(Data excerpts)
....

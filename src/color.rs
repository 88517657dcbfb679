//! RGBA color values shared by appearance data and the renderer

/// Linear RGBA, each channel in 0..=1
pub type Color = [f32; 4];

/// Opaque color from 8-bit channels
pub const fn rgb(r: u8, g: u8, b: u8) -> Color {
    [r as f32 / 255.0, g as f32 / 255.0, b as f32 / 255.0, 1.0]
}

pub const BLACK: Color = [0.0, 0.0, 0.0, 1.0];
pub const WHITE: Color = [1.0, 1.0, 1.0, 1.0];
pub const LIGHT_BLUE: Color = rgb(0xAD, 0xD8, 0xE6);
//! Simulation settings
//!
//! Production values are pinned in [`crate::consts`]; a host or test can
//! override any of them by supplying a (partial) JSON document.

use glam::Vec2;
use serde::{Deserialize, Serialize};

use crate::consts::*;
use crate::error::SettingsError;
use crate::renderer::projection::Basis;

/// Per-tick physics constants
#[derive(Debug, Clone, Copy, PartialEq, Serialize, Deserialize)]
#[serde(default)]
pub struct PhysicsConfig {
    /// Subtracted from vertical velocity each airborne tick
    pub gravity: f32,
    /// Vertical velocity set by a jump from rest
    pub jump_impulse: f32,
    /// Horizontal distance per tick of held input
    pub step_size: f32,
}

impl Default for PhysicsConfig {
    fn default() -> Self {
        Self {
            gravity: GRAVITY,
            jump_impulse: JUMP_IMPULSE,
            step_size: STEP_SIZE,
        }
    }
}

impl PhysicsConfig {
    fn validate(&self) -> Result<(), SettingsError> {
        for (field, value) in [
            ("gravity", self.gravity),
            ("jump_impulse", self.jump_impulse),
            ("step_size", self.step_size),
        ] {
            if !value.is_finite() || value < 0.0 {
                return Err(SettingsError::InvalidPhysics { field, value });
            }
        }
        Ok(())
    }
}

/// Projection setup for both views
#[derive(Debug, Clone, Copy, PartialEq, Serialize, Deserialize)]
#[serde(default)]
pub struct ViewConfig {
    pub iso: Basis,
    pub top: Basis,
    /// Cells drawn along each axis, starting at the grid origin
    pub view_size: u32,
    pub shadow_radius: f32,
    /// Added to the projected foot position in the top-down view
    pub top_figure_offset: Vec2,
}

impl Default for ViewConfig {
    fn default() -> Self {
        Self {
            iso: Basis::isometric(),
            top: Basis::top_down(),
            view_size: VIEW_SIZE,
            shadow_radius: SHADOW_RADIUS,
            top_figure_offset: TOP_FIGURE_OFFSET,
        }
    }
}

/// All tunables for one simulation
#[derive(Debug, Clone, Copy, PartialEq, Default, Serialize, Deserialize)]
#[serde(default)]
pub struct Settings {
    pub physics: PhysicsConfig,
    pub view: ViewConfig,
}

impl Settings {
    /// Parse settings from JSON; missing fields keep their defaults
    pub fn from_json(json: &str) -> Result<Self, SettingsError> {
        let settings: Settings = serde_json::from_str(json)?;
        settings.validate()?;
        log::debug!("Loaded settings: {:?}", settings);
        Ok(settings)
    }

    /// Read and parse a JSON settings file
    pub fn from_file(path: impl AsRef<std::path::Path>) -> Result<Self, SettingsError> {
        let json = std::fs::read_to_string(path)?;
        Self::from_json(&json)
    }

    pub fn to_json(&self) -> Result<String, SettingsError> {
        Ok(serde_json::to_string_pretty(self)?)
    }

    pub fn validate(&self) -> Result<(), SettingsError> {
        if self.view.view_size == 0 {
            return Err(SettingsError::EmptyView);
        }
        if self.view.view_size > MAX_VIEW_SIZE {
            return Err(SettingsError::ViewTooLarge(self.view.view_size));
        }
        self.physics.validate()
    }
}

....

DESCRIPTION OF THE TASK: Your answer must be a copy of every line in the data above that holds the string "gravity".

YOUR SOLUTION:
    pub gravity: f32,
            gravity: GRAVITY,
            ("gravity", self.gravity),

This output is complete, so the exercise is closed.